Gleason Score: Cancer that is removed by surgical resection or needle biopsy will be classified according to the Gleason Grading System for prostate cancer. This grading system, on a scale of 6-10, helps physicians predict how rapidly the cancer is likely to spread. Higher Gleason scores are associated with more advanced and more rapidly growing cancers than lower scores.
Prostate-specific antigen blood test: PSA is a protein that is normally secreted and disposed of by the prostate gland. In patients with a known diagnosis of prostate cancer, the PSA level roughly reflects the total amount of cancer. The higher the PSA level, the more likely that the cancer is advanced.
Genomic testing helps individualize treatment. This means that patients with more serious conditions can be identified and offered aggressive and innovative therapies that may prolong their lives, while patients who are diagnosed with a less serious condition may be spared unnecessary treatments.
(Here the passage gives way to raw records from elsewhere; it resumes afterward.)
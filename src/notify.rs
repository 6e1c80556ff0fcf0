// src/notify.rs

use std::sync::{Mutex, PoisonError};
use tracing::{error, info, warn};

#[derive(Debug, Clone, Copy, PartialEq, Eq)]
pub enum Level {
    Success,
    Info,
    Warning,
    Error,
}

/// A user-facing message about an import (the dashboard's toast).
#[derive(Debug, Clone, PartialEq, Eq)]
pub struct Notification {
    pub level: Level,
    pub title: String,
    pub message: String,
}

impl Notification {
    pub fn new(level: Level, title: impl Into<String>, message: impl Into<String>) -> Self {
        Self {
            level,
            title: title.into(),
            message: message.into(),
        }
    }
}

pub trait Notifier: Send + Sync {
    fn notify(&self, notification: Notification);
}

/// Sends notifications to the log.
#[derive(Debug, Default, Clone, Copy)]
pub struct LogNotifier;

impl Notifier for LogNotifier {
    fn notify(&self, n: Notification) {
        match n.level {
            Level::Success | Level::Info => info!(title = %n.title, "{}", n.message),
            Level::Warning => warn!(title = %n.title, "{}", n.message),
            Level::Error => error!(title = %n.title, "{}", n.message),
        }
    }
}

/// Keeps every notification so the caller can inspect or replay them.
#[derive(Debug, Default)]
pub struct MemoryNotifier {
    seen: Mutex<Vec<Notification>>,
}

impl MemoryNotifier {
    pub fn new() -> Self {
        Self::default()
    }

    pub fn all(&self) -> Vec<Notification> {
        self.seen
            .lock()
            .unwrap_or_else(PoisonError::into_inner)
            .clone()
    }

    pub fn last(&self) -> Option<Notification> {
        self.seen
            .lock()
            .unwrap_or_else(PoisonError::into_inner)
            .last()
            .cloned()
    }
}

impl Notifier for MemoryNotifier {
    fn notify(&self, n: Notification) {
        LogNotifier.notify(n.clone());
        self.seen
            .lock()
            .unwrap_or_else(PoisonError::into_inner)
            .push(n);
    }
}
Physicians have begun to propose that germline testing be performed for all patients at the time of prostate cancer diagnosis, even those with low-risk disease.
Overall 60% of men who report no risk factors like a family history of prostate cancer will have a genetic mutation. Universal testing should be considered for all men diagnosed with cancer of any grade or stage. Genetic testing is inexpensive and can identify germline mutations associated with prostate cancer risk and aggressiveness including BRCA2, ATM and MSH2 mutations.
Individuals at high genetic risk for prostate cancer should be followed more carefully based on the interim results from the IMPACT trial (Identification of Men with a genetic predisposition to ProstAte Cancer) which demonstrated that targeted screening in men at higher genetic risk with mutated BRCA2 genes can identify more men with higher-grade disease.
Individuals at higher genetic risk with a BRCA2 mutation have are more likely to have higher grade tumors and metastatic more lethal cancers. They should discuss whether they might benefit from more active surveillance (more frequent biopsies) with their managing physician. Additionally there are newer precision cancer medicines available to treat individuals with specific cancer driving mutations.
Genomics - OncotypeDX A genomic test—the Oncotype DX® Prostate Cancer test can measure the aggressiveness of prostate cancer and may help some men choose between immediate treatment or active surveillance.
The Oncotype DX prostate cancer test measures the level of expression of 17 genes across four biological pathways to predict prostate cancer aggressiveness. The test results are reported as a Genomic Prostate Score (GPS) that ranges from 0 to 100 and is combined with other clinical factors to further clarify a man’s risk prior to treatment intervention.